On March 14, 2012, Ivanhoe Energy Inc. (“Ivanhoe” or “the Company”) entered into a U.S. $50 million short-term secured credit agreement (the “Short-term Loan”) among Ivanhoe as borrower, the Subsidiary Guarantors, as defined below, UBS Securities LLC (“UBS”) as arranger bookmanager, documentation agent and syndication agent, UBS AG, Stamford Branch, as administrative agent and UBS AG Canada Branch as collateral agent. Amounts outstanding under the Short-term Loan will initially bear interest, depending on the form of borrowing, at a rate of 9-10% above a floating short-term prime lending rate. The Short-term Loan is secured by a first charge on the oil sands leases comprising the Company’s Tamarack Project (the “Tamarack Leases”) and a pledge of the shares of certain of the Company’s subsidiaries (the “Guarantor Subsidiaries”).
The Short-term Loan provides for an initial drawdown of U.S. $30 million and an option for the Company to draw down an additional U.S. $20 million (the “Accordion Facility”) and has a term of 12 months.
The principal amount of the Short-term Loan outstanding from time to time shall accrue interest initially at a spread of 9-10%, depending on the form of borrowing, above the applicable underlying short-term lending rate to be paid monthly. The rate of interest shall be increased by 1% per month, effective on the 7th month of the term of the Short-term Loan.
As partial consideration for providing the Short-term Loan, UBS is entitled to certain fees payable by the Company, which are customary in connection with short-term lending arrangements and, if the Company elects to draw down on the Accordion Facility, UBS will be entitled to an additional fee.
The Short-term Loan is secured by (together, the “Security”): a fixed charge debenture granting a mortgage, charge and security interest over the Tamarack Leases; and a charge to the Lenders by the Company and each of the Guarantor Subsidiaries of their respective share interests. Joint and several guarantees of the Company’s obligations under the Short-term Loan were provided by certain of the Guarantor Subsidiaries.
In addition, the Company must use the applicable portion of the net cash proceeds from any disposition of the Security, and certain enumerated assets, in satisfaction of the amounts then owing under the Short-term Loan in priority to other expenditures.
As a condition to the availability of the Short-term Loan, the Company and Ivanhoe Capital Finance Ltd. (“ICFL”) agreed to amend ICFL’s existing U.S. $10 million unsecured loan (the “ICFL Loan”, attached hereto as exhibit 10.1) to extend its maturity date beyond the maturity date of the Short-term Loan (the “ICFL Amendment”). ICFL is a company wholly owned by Mr. Friedland, the Company’s Founder and Executive Co-Chairman. Mr. Friedland owns approximately 15% of the of the Company’s outstanding shares of common stock (“Common Shares”).
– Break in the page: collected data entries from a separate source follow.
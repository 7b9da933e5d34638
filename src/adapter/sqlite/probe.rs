//! Upstream-availability probe over the warehouse tables.

use async_trait::async_trait;
use chrono::NaiveDate;
use diesel::dsl::count_star;
use diesel::prelude::*;

use crate::db::schema::{games, manual_picks, published_picks, signal_picks};
use crate::db::DbPool;
use crate::error::{Error, Result};
use crate::port::source::{AvailabilityProbe, ProbeOutcome};

/// Row-count probe for pipeline circuit keys.
///
/// Keys look like `warehouse:<source>:<date>`. A positive row count for
/// the source's table and date answers `Available`; zero answers
/// `Unavailable`; a key this probe does not understand answers `Unknown`
/// so the circuit is never reset on a guess.
pub struct SqliteAvailabilityProbe {
    pool: DbPool,
}

impl SqliteAvailabilityProbe {
    #[must_use]
    pub fn new(pool: DbPool) -> Self {
        Self { pool }
    }

    fn count_rows(&self, source: &str, date: NaiveDate) -> Result<Option<i64>> {
        let mut conn = self
            .pool
            .get()
            .map_err(|e| Error::Connection(e.to_string()))?;
        let date = date.to_string();

        let count = match source {
            "signal" => signal_picks::table
                .filter(signal_picks::game_date.eq(&date))
                .select(count_star())
                .first(&mut conn),
            "published" => published_picks::table
                .filter(published_picks::game_date.eq(&date))
                .select(count_star())
                .first(&mut conn),
            "manual" => manual_picks::table
                .filter(manual_picks::game_date.eq(&date))
                .select(count_star())
                .first(&mut conn),
            "game_status" => games::table
                .filter(games::game_date.eq(&date))
                .select(count_star())
                .first(&mut conn),
            _ => return Ok(None),
        };

        count
            .map(Some)
            .map_err(|e| Error::Database(e.to_string()))
    }
}

#[async_trait]
impl AvailabilityProbe for SqliteAvailabilityProbe {
    async fn check(&self, key: &str) -> Result<ProbeOutcome> {
        let mut parts = key.splitn(3, ':');
        let (Some("warehouse"), Some(source), Some(date)) =
            (parts.next(), parts.next(), parts.next())
        else {
            return Ok(ProbeOutcome::Unknown);
        };
        let Ok(date) = date.parse::<NaiveDate>() else {
            return Ok(ProbeOutcome::Unknown);
        };

        match self.count_rows(source, date)? {
            Some(count) if count > 0 => Ok(ProbeOutcome::Available),
            Some(_) => Ok(ProbeOutcome::Unavailable),
            None => Ok(ProbeOutcome::Unknown),
        }
    }
}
Under the ICFL Loan, the funds were advanced to the Company on January 3, 2012. Interest on the loan is 13.33% per annum, calculated monthly and due upon maturity. On March 14, 2012, the ICFL loan agreement was amended to provide that at ICFL’s option, the outstanding amount of the loan may be converted into common shares of the Company at Cdn. $0.96 per share.
Under the ICFL Amendment, as consideration for ICFL’s agreement to extend the maturity date of the ICFL Loan, the Company agreed to give ICFL the right to convert the outstanding principal amount of the ICFL Loan into Common Shares, at a conversion price of Cdn. $0.96 per share. The conversion price of Cdn. $0.96 was calculated with reference to the volume weighted average trading price of the Common Shares on the Toronto Stock Exchange for the 5 consecutive trading days preceding March 12, 2012. This summary of the ICFL Amendment is qualified in its entirety by reference to the ICFL Amendment, a copy of which is attached to this Current Report on Form 8-K as Exhibit 10.2 and is incorporated herein by reference.
As an additional condition to the availability of the Short-term Loan, the Company entered into an agreement with Talisman Energy Canada (“Talisman”) whereby Talisman agreed, for a period of 18 months to subordinate its first priority interest in the Tamarack Leases to the security interest securing the Short-term Loan.
This summary of the Short-term Loan is qualified in its entirety by reference to the Short-term Loan, a copy of which is attached to this Current Report on Form 8-K as Exhibit 10.3 and is incorporated herein by reference.